La Dolce Vita
From the City of Canals to holidays on the Riviera, the world of luxury eyewear has always been seen through Italian lenses
There is no place richer in art, culture, and fashion than Italy. From its 5,000 museums to countless churches and architectural landmarks, and the safekeeping of over 60 per cent of all the world’s artistic assets, the country’s cultural roots run deep. This is underpinned by a quintessentially Italian understanding of and appreciation for beauty. The notion of taking pride in aesthetics isn’t just instilled in the culture, but informs every aspect of life—and eyewear is very much included in that.
Since the beginning of the 14th century, Italy has been perfecting its manufacturing of optical products.
Some records say it began with Venetian craftsmen, the producers of luxury colourless glass and the creators of “discs for the eyes”, which went on to be known as lenses. However it might have developed, the country boasts unparalleled expertise and craftsmanship, built alongside the innovation and
quality that are so synonymous with fashion and accessories made in the country.
Italy has always been known as a country unafraid to define fashion statements, and one timeless yet distinct Italian eyewear style is the oversized frame. It was, for example, a regular fixture on the nose of
Italian film icon Sophia Loren over several decades; her arsenal of sunglasses spanned angular, round and cat-eye shapes. It’s an easily achievable look with help from Italian eyewear brand Vanni’s extralarge High Line creations. Born in Turin and manufactured not far away, Vanni is at the forefront of creative Italian eyewear design, with styles including butterfly, oval, square or panthos (also known as panto or tea cup style). The essence of the Vanni frames is contained in their exclusive materials: acetates in original patterns and metals with refined finishing.
Another style icon who leaned fiercely into statement-making eyewear was American-born, Venice-based art collector Peggy Guggenheim. Throughout the Fifties and Sixties, she famously influenced a bounty of surrealist artists to wear the daring, colourful, instantly recognisable butterfly glasses she herself favoured. For modern-day takes that draw on her artistic roots, look to Aru Eyewear’s Torma creations, which feature technical and statement layers of tonal hues. Created by architect Daniela Verazzo, with a focus on materials, innovation and functional fit, they are entirely designed and produced within Italy.
Italian-owned 450 Srl presents
Ultra Limited, an immediately identifiable brand that offers a thoroughly customisable point of view: each pair of frames is laser-printed with an innovative serial number and can be personalised with a name or signature. These codes of authenticity and uniqueness are fused with Italian craftsmanship,
unmatched quality and incredible attention to detail, with up to 12 colourful shades on a single pair of glasses. The result is one-of-akind accessories that add a bold, colourful edge to contemporary wardrobes. These dramatic, sculptural sunglasses are regularly spotted on fearless Italian street style favourites and influencer holidaymakers along the Amalfi Coast.

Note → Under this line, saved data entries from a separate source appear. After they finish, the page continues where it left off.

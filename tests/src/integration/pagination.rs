//! # Pagination Laws and Ledger Isolation
//!
//! Every paginated read returns `min(count, max(0, len - start))` items and
//! the full length, whatever the arguments. Ledgers keyed by different
//! tuples never see each other's entries.

#[cfg(test)]
mod tests {
    use crate::fixtures::*;
    use proptest::prelude::*;
    use shared_types::{CallContext, U256};
    use sr_01_compact_list::{CompactIndexedList, InMemoryKVStore};
    use sr_03_transaction_registry::{
        DuplicatePolicy, RegistryConfig, RegistryError, SignatureLedgerKey,
        TransactionRegistryApi,
    };
    use sr_04_encrypted_registry::{EncryptedRegistryApi, RegisterRequest, RegistrationLedgerKey};

    fn expected_len(len: u64, start: u64, count: u64) -> usize {
        count.min(len.saturating_sub(start)) as usize
    }

    proptest! {
        #[test]
        fn list_page_law(len in 0u64..40, start in 0u64..60, count in 0u64..60) {
            let mut store = InMemoryKVStore::new();
            let list: CompactIndexedList<u64> = CompactIndexedList::new(b"law/".to_vec());
            for value in 0..len {
                list.append(&mut store, &value).unwrap();
            }

            let page = list.retrieve(&store, start, count).unwrap();
            prop_assert_eq!(page.total, len);
            prop_assert_eq!(page.items.len(), expected_len(len, start, count));
            let walked = list
                .collect(&store, list.iter(&store).unwrap().skip(start).take(count))
                .unwrap();
            prop_assert_eq!(page.items, walked);
        }

        #[test]
        fn registration_page_law(len in 0u64..12, start in 0u64..20, count in 0u64..20) {
            let (mut registry, _) = encrypted_registry(InMemoryKVStore::new());
            for block in 0..len {
                registry
                    .register_transaction(
                        &CallContext::new(RELAYER, block),
                        RegisterRequest {
                            chain_id: U256::one(),
                            safe: SAFE,
                            nonce: U256::zero(),
                            struct_hash: [0x33; 32],
                            signature: Vec::new(),
                            encrypted_payload: vec![block as u8],
                        },
                    )
                    .unwrap();
            }

            let key = RegistrationLedgerKey::new(U256::one(), SAFE, U256::zero(), RELAYER);
            let page = registry.retrieve_registrations(&key, start, count).unwrap();
            prop_assert_eq!(page.total, len);
            prop_assert_eq!(page.items.len(), expected_len(len, start, count));
            for (offset, pointer) in page.items.iter().enumerate() {
                prop_assert_eq!(pointer.block_number, start + offset as u64);
                prop_assert_eq!(pointer.uid, key.uid(start + offset as u64));
            }
        }
    }

    #[test]
    fn signature_pages_clip() {
        let (mut registry, _) = memory_plaintext_registry();
        let alice = generate_key();
        for value in 0..5u64 {
            registry
                .enqueue_transaction(
                    &CallContext::new(RELAYER, value),
                    signed_enqueue(&alice, U256::one(), SAFE, U256::zero(), transfer(value)),
                )
                .unwrap();
        }

        let key = SignatureLedgerKey::new(address_of(&alice), SAFE, U256::one(), U256::zero());
        let tail = registry.retrieve_signatures(&key, 3, 100).unwrap();
        assert_eq!((tail.items.len(), tail.total), (2, 5));
        let past_end = registry.retrieve_signatures(&key, 9, 1).unwrap();
        assert_eq!((past_end.items.len(), past_end.total), (0, 5));
        let huge = registry.retrieve_signatures(&key, u64::MAX, u64::MAX).unwrap();
        assert!(huge.items.is_empty());
    }

    #[test]
    fn signature_ledgers_isolated_per_dimension() {
        let (mut registry, _) = memory_plaintext_registry();
        let alice = generate_key();
        let base = SignatureLedgerKey::new(address_of(&alice), SAFE, U256::one(), U256::from(5u64));

        registry
            .enqueue_transaction(
                &CallContext::new(RELAYER, 1),
                signed_enqueue(&alice, base.chain_id, base.safe, base.nonce, transfer(1)),
            )
            .unwrap();
        assert_eq!(registry.retrieve_signatures_count(&base), Ok(1));

        let neighbours = [
            SignatureLedgerKey {
                signer: [0x01; 20],
                ..base
            },
            SignatureLedgerKey {
                safe: [0x02; 20],
                ..base
            },
            SignatureLedgerKey {
                chain_id: U256::from(137u64),
                ..base
            },
            SignatureLedgerKey {
                nonce: U256::from(6u64),
                ..base
            },
        ];
        for key in neighbours {
            assert_eq!(registry.retrieve_signatures_count(&key), Ok(0), "{key:?}");
        }
    }

    #[test]
    fn duplicate_policy_across_crates() {
        let alice = generate_key();
        let request = || signed_enqueue(&alice, U256::one(), SAFE, U256::zero(), transfer(9));
        let key = SignatureLedgerKey::new(address_of(&alice), SAFE, U256::one(), U256::zero());

        let (mut appending, _) = memory_plaintext_registry();
        appending.enqueue_transaction(&CallContext::new(RELAYER, 1), request()).unwrap();
        assert_eq!(
            appending
                .enqueue_transaction(&CallContext::new(RELAYER, 2), request())
                .map(|enqueued| enqueued.list_index),
            Ok(1)
        );
        assert_eq!(appending.retrieve_signatures_count(&key), Ok(2));

        let (mut rejecting, _) = plaintext_registry(
            InMemoryKVStore::new(),
            RegistryConfig {
                duplicate_signatures: DuplicatePolicy::Reject,
            },
        );
        rejecting.enqueue_transaction(&CallContext::new(RELAYER, 1), request()).unwrap();
        assert_eq!(
            rejecting.enqueue_transaction(&CallContext::new(RELAYER, 2), request()),
            Err(RegistryError::DuplicateSignature {
                signer: address_of(&alice)
            })
        );
        assert_eq!(rejecting.retrieve_signatures_count(&key), Ok(1));
    }
}
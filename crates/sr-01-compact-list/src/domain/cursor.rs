//! # Cursor
//!
//! A position over a `CompactIndexedList` snapshot.
//!
//! A cursor is a plain `Copy` value: every operation returns a new cursor
//! and leaves its receiver untouched. It carries no storage handle, so
//! `skip`, `take` and `count` never touch the store. Reading the element a
//! cursor points at is done through `CompactIndexedList::value`.

use serde::{Deserialize, Serialize};

/// Immutable traversal state: `[position, end)` plus the element the last
/// `next` landed on.
#[derive(Debug, Clone, Copy, PartialEq, Eq, Hash, Serialize, Deserialize)]
pub struct Cursor {
    position: u64,
    end: u64,
    current: Option<u64>,
}

impl Cursor {
    /// A cursor positioned before the first of `length` elements.
    pub fn over(length: u64) -> Self {
        Self {
            position: 0,
            end: length,
            current: None,
        }
    }

    /// Advance one element.
    ///
    /// Returns the successor and whether it points at an element. When the
    /// cursor is already exhausted the receiver is returned unchanged with
    /// `false`.
    #[must_use]
    pub fn next(self) -> (Cursor, bool) {
        if self.position >= self.end {
            return (self, false);
        }
        let advanced = Cursor {
            position: self.position + 1,
            end: self.end,
            current: Some(self.position),
        };
        (advanced, true)
    }

    /// Advance by `min(n, count())` elements without reading them.
    ///
    /// `skip(0)` returns a cursor equal to the receiver.
    #[must_use]
    pub fn skip(self, n: u64) -> Cursor {
        let step = n.min(self.count());
        if step == 0 {
            return self;
        }
        Cursor {
            position: self.position + step,
            end: self.end,
            current: None,
        }
    }

    /// Limit the cursor to at most `n` further elements.
    #[must_use]
    pub fn take(self, n: u64) -> Cursor {
        Cursor {
            position: self.position,
            end: self.position + n.min(self.count()),
            current: self.current,
        }
    }

    /// Number of elements still ahead of the cursor.
    pub fn count(&self) -> u64 {
        self.end.saturating_sub(self.position)
    }

    /// Index of the next element `next` would land on.
    pub fn position(&self) -> u64 {
        self.position
    }

    /// Index of the element the last `next` landed on, if any.
    pub fn current(&self) -> Option<u64> {
        self.current
    }

    /// True when `next` would return `false`.
    pub fn is_exhausted(&self) -> bool {
        self.count() == 0
    }
}
//! Telemetry configuration from environment variables.

use std::env;

/// Configuration for logging and metrics.
#[derive(Debug, Clone, PartialEq, Eq)]
pub struct TelemetryConfig {
    /// Service name attached to every log line
    pub service_name: String,

    /// Log level filter (trace, debug, info, warn, error), or a full
    /// `EnvFilter` directive
    pub log_level: String,

    /// Whether to write logs to stderr at all
    pub console_output: bool,

    /// Whether to emit JSON formatted logs
    pub json_logs: bool,
}

impl Default for TelemetryConfig {
    fn default() -> Self {
        Self {
            service_name: "safe-registry".to_string(),
            log_level: "info".to_string(),
            console_output: true,
            json_logs: false,
        }
    }
}

impl TelemetryConfig {
    /// Create configuration from environment variables.
    ///
    /// # Environment Variables
    ///
    /// - `SR_SERVICE_NAME`: Service name (default: safe-registry)
    /// - `SR_LOG_LEVEL` or `RUST_LOG`: Log level (default: info)
    /// - `SR_CONSOLE_OUTPUT`: Enable console output (default: true)
    /// - `SR_JSON_LOGS`: Enable JSON logs (default: false, true in containers)
    pub fn from_env() -> Self {
        Self::from_lookup(|name| env::var(name).ok())
    }

    /// Same as [`TelemetryConfig::from_env`] with an injectable lookup.
    pub fn from_lookup<F>(lookup: F) -> Self
    where
        F: Fn(&str) -> Option<String>,
    {
        let is_container =
            lookup("KUBERNETES_SERVICE_HOST").is_some() || lookup("DOCKER_CONTAINER").is_some();

        Self {
            service_name: lookup("SR_SERVICE_NAME").unwrap_or_else(|| "safe-registry".to_string()),

            log_level: lookup("SR_LOG_LEVEL")
                .or_else(|| lookup("RUST_LOG"))
                .unwrap_or_else(|| "info".to_string()),

            console_output: lookup("SR_CONSOLE_OUTPUT")
                .map(|v| v.to_lowercase() != "false" && v != "0")
                .unwrap_or(true),

            json_logs: lookup("SR_JSON_LOGS")
                .map(|v| v.to_lowercase() == "true" || v == "1")
                .unwrap_or(is_container),
        }
    }

    /// Service name suffixed with a component, e.g. `safe-registry-node`.
    pub fn component_name(&self, component: &str) -> String {
        if component.is_empty() {
            self.service_name.clone()
        } else {
            format!("{}-{}", self.service_name, component)
        }
    }
}
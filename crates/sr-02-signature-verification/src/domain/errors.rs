//! # Signature Errors
//!
//! Error types for signature decoding and signer recovery.

use thiserror::Error;

/// Errors that can occur while decoding a signature or recovering its signer.
#[derive(Debug, Clone, Error, PartialEq, Eq)]
pub enum SignatureError {
    /// Raw signatures are `r ‖ s ‖ v`, exactly 65 bytes.
    #[error("Invalid signature length: expected 65 bytes, got {0}")]
    InvalidLength(usize),

    /// R or S is zero or not below the curve order.
    #[error("Invalid signature format")]
    InvalidFormat,

    /// Signature has a high S value (EIP-2 malleability protection).
    #[error("Malleable signature (high S value)")]
    MalleableSignature,

    /// v must be 27, 28, or the eth_sign variants 31, 32.
    #[error("Invalid recovery ID: {0}")]
    InvalidRecoveryId(u8),

    /// Failed to recover public key from signature.
    #[error("Failed to recover public key")]
    RecoveryFailed,

    /// Recovery produced the zero address.
    #[error("Recovered signer is the zero address")]
    ZeroAddress,
}
//! # Call Context
//!
//! The execution environment of a single registry write.

use crate::entities::Address;
use serde::{Deserialize, Serialize};

/// Who is calling, and in which block the call is included.
///
/// The host fills this in. The registry never derives identity from a
/// request payload, so `caller` is the only identity it ever acts on.
#[derive(Debug, Clone, Copy, PartialEq, Eq, Serialize, Deserialize)]
pub struct CallContext {
    /// The account submitting the call (the "notary" for registrations).
    pub caller: Address,
    /// Block number the call is included in.
    pub block_number: u64,
}

impl CallContext {
    /// Create a new call context.
    pub fn new(caller: Address, block_number: u64) -> Self {
        Self {
            caller,
            block_number,
        }
    }
}
//! Subscriber setup for structured logs on stderr.
//!
//! stdout is reserved for the node's response stream, so every layer
//! writes to stderr.

use tracing_subscriber::{layer::SubscriberExt, util::SubscriberInitExt, EnvFilter};

use crate::{TelemetryConfig, TelemetryError};

fn env_filter(config: &TelemetryConfig) -> Result<EnvFilter, TelemetryError> {
    EnvFilter::try_new(&config.log_level).map_err(|e| TelemetryError::TracerInit(e.to_string()))
}

/// Install the global subscriber. Fails if one is already installed.
pub fn init_tracing(config: &TelemetryConfig) -> Result<(), TelemetryError> {
    let env_filter = env_filter(config)?;

    if !config.console_output {
        tracing_subscriber::registry()
            .with(env_filter)
            .try_init()
            .map_err(|e| TelemetryError::TracerInit(e.to_string()))?;
    } else if config.json_logs {
        // JSON output for containers/production
        let json_layer = tracing_subscriber::fmt::layer()
            .json()
            .with_writer(std::io::stderr)
            .with_target(true)
            .with_thread_ids(true)
            .with_file(true)
            .with_line_number(true);

        tracing_subscriber::registry()
            .with(env_filter)
            .with(json_layer)
            .try_init()
            .map_err(|e| TelemetryError::TracerInit(e.to_string()))?;
    } else {
        // Pretty output for development
        let fmt_layer = tracing_subscriber::fmt::layer()
            .with_writer(std::io::stderr)
            .with_target(true)
            .with_thread_ids(false)
            .with_file(false)
            .with_line_number(false)
            .with_ansi(true);

        tracing_subscriber::registry()
            .with(env_filter)
            .with(fmt_layer)
            .try_init()
            .map_err(|e| TelemetryError::TracerInit(e.to_string()))?;
    }

    tracing::info!(
        service = %config.service_name,
        json = config.json_logs,
        "Structured logging initialized"
    );
    Ok(())
}
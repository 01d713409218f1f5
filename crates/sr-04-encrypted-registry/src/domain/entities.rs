//! # Domain Entities
//!
//! The encrypted registry stores two words per registration; the payload
//! itself is only ever emitted.

use serde::{Deserialize, Serialize};
use shared_types::{Address, Hash, U256};
use sr_01_compact_list::FixedWidth;
use sr_02_signature_verification::{address_word, hash_words, uint_word};

/// Where to find a registration's payload: the block it was emitted in and
/// the uid to filter that block's logs by.
#[derive(Debug, Clone, Copy, PartialEq, Eq, Hash, Default, Serialize, Deserialize)]
pub struct RegistrationPointer {
    pub block_number: u64,
    /// Opaque handle; only meaningful as an event-filter value.
    pub uid: Hash,
}

impl FixedWidth for RegistrationPointer {
    const WIDTH: usize = 64;

    fn encode(&self, out: &mut Vec<u8>) {
        out.extend_from_slice(&[0u8; 24]);
        out.extend_from_slice(&self.block_number.to_be_bytes());
        out.extend_from_slice(&self.uid);
    }

    fn decode(bytes: &[u8]) -> Self {
        let mut block = [0u8; 8];
        block.copy_from_slice(&bytes[24..32]);
        let mut uid = [0u8; 32];
        uid.copy_from_slice(&bytes[32..64]);
        Self {
            block_number: u64::from_be_bytes(block),
            uid,
        }
    }
}

/// The four dimensions a registration ledger is keyed by.
#[derive(Debug, Clone, Copy, PartialEq, Eq, Hash, Serialize, Deserialize)]
pub struct RegistrationLedgerKey {
    pub chain_id: U256,
    pub safe: Address,
    pub nonce: U256,
    /// The account that submitted the registrations.
    pub notary: Address,
}

impl RegistrationLedgerKey {
    pub fn new(chain_id: U256, safe: Address, nonce: U256, notary: Address) -> Self {
        Self {
            chain_id,
            safe,
            nonce,
            notary,
        }
    }

    /// `H(chainId, safe, nonce, notary)`.
    pub fn list_id(&self) -> Hash {
        hash_words(&[
            uint_word(self.chain_id),
            address_word(&self.safe),
            uint_word(self.nonce),
            address_word(&self.notary),
        ])
    }

    /// uid of the registration at `index`: `H(listId, index)`.
    pub fn uid(&self, index: u64) -> Hash {
        hash_words(&[self.list_id(), uint_word(U256::from(index))])
    }
}

/// An encrypted registration. Either part may be empty, not both.
#[derive(Debug, Clone, PartialEq, Eq, Default)]
pub struct RegisterRequest {
    pub chain_id: U256,
    pub safe: Address,
    pub nonce: U256,
    /// EIP-712 struct hash of the (undisclosed) transaction.
    pub struct_hash: Hash,
    /// 65-byte signature over the digest of `struct_hash`, or empty.
    pub signature: Vec<u8>,
    /// Ciphertext for the recipients, or empty.
    pub encrypted_payload: Vec<u8>,
}

/// What a registration call produced.
#[derive(Debug, Clone, Copy, PartialEq, Eq, Default, Serialize, Deserialize)]
pub struct Registration {
    /// uid of the payload registration, when a payload was given.
    pub uid: Option<Hash>,
    /// Ledger index of the payload registration.
    pub list_index: Option<u64>,
    /// Recovered signer, when a signature was given.
    pub signer: Option<Address>,
}

/// A signer's current encryption key.
#[derive(Debug, Clone, Copy, PartialEq, Eq, Default, Serialize, Deserialize)]
pub struct EncryptionKeyRegistration {
    pub context: Hash,
    pub public_key: Hash,
}

impl EncryptionKeyRegistration {
    pub(crate) fn to_bytes(self) -> Vec<u8> {
        let mut out = Vec::with_capacity(64);
        out.extend_from_slice(&self.context);
        out.extend_from_slice(&self.public_key);
        out
    }

    pub(crate) fn from_bytes(bytes: &[u8]) -> Option<Self> {
        if bytes.len() != 64 {
            return None;
        }
        let mut registration = Self::default();
        registration.context.copy_from_slice(&bytes[..32]);
        registration.public_key.copy_from_slice(&bytes[32..]);
        Some(registration)
    }
}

For men’s eyewear, the popular pilot-inspired silhouette was favoured by the late former head of Gucci, Maurizio Gucci, who famously sported an oversized pair throughout the Seventies. A more demure version of the shape, the iconic Persol PO3260S, was championed in
a 1999 movie set in the Fifties that was heavily referenced for its covetable Italian flair, and that featured Jude Law sporting the classic aviator design as his character Dickie Greenleaf. The same style was worn by Italian actor Marcello Mastroianni, who played Marcello Rubini in Federico
Fellini’s Sixties classic La Dolce Vita. It wasn’t Marcello’s only iconic eyewear moment of the decade: the actor was also known for inspiring the trend for thick, angular glasses and sunglasses when he played Guido Anselmi in Fellini’s other masterpiece, 8½.
While the pandemic delivered a significant hit to the level of eyewear manufacturing in Italy throughout both 2020 and 2021, with production falling to below 50 per cent of its previous level during Italy’s two months of lockdown, 2022 has finally seen a return to pre-covid activity levels. An almost instantaneous recovery has led to an abundance of “Made in Italy” eyewear brands celebrating the return to normality and looking to the future with dynamic new eyewear styles, like the intricately patterned Coco Song creations by Area98, a vibrant, creative Italian eyewear pioneer that draws upon 20 years of
experience and is one of the sector’s most progressive players. Another example of innovation comes in the form of the chromatic curves of Prensil Eyewear’s catalogue. Completely made in Italy and offering an instantly recognisable design, Prensil champions surgical steel—light, flexible, durable—and patented temples that keep the glasses closed and easily hooked on handbags or clothes for added convenience and flair.
The organisation helping to put Italian eyewear brands on the world stage is the Italian Trade Agency, a government body that advocates for the development of “Made in Italy” brands through a global network. With its continuing efforts to champion Italian excellence around the globe, the appreciation of Italian eyewear—in covetable, conversation-starting styles, rich with history and craftsmanship— is only set to grow.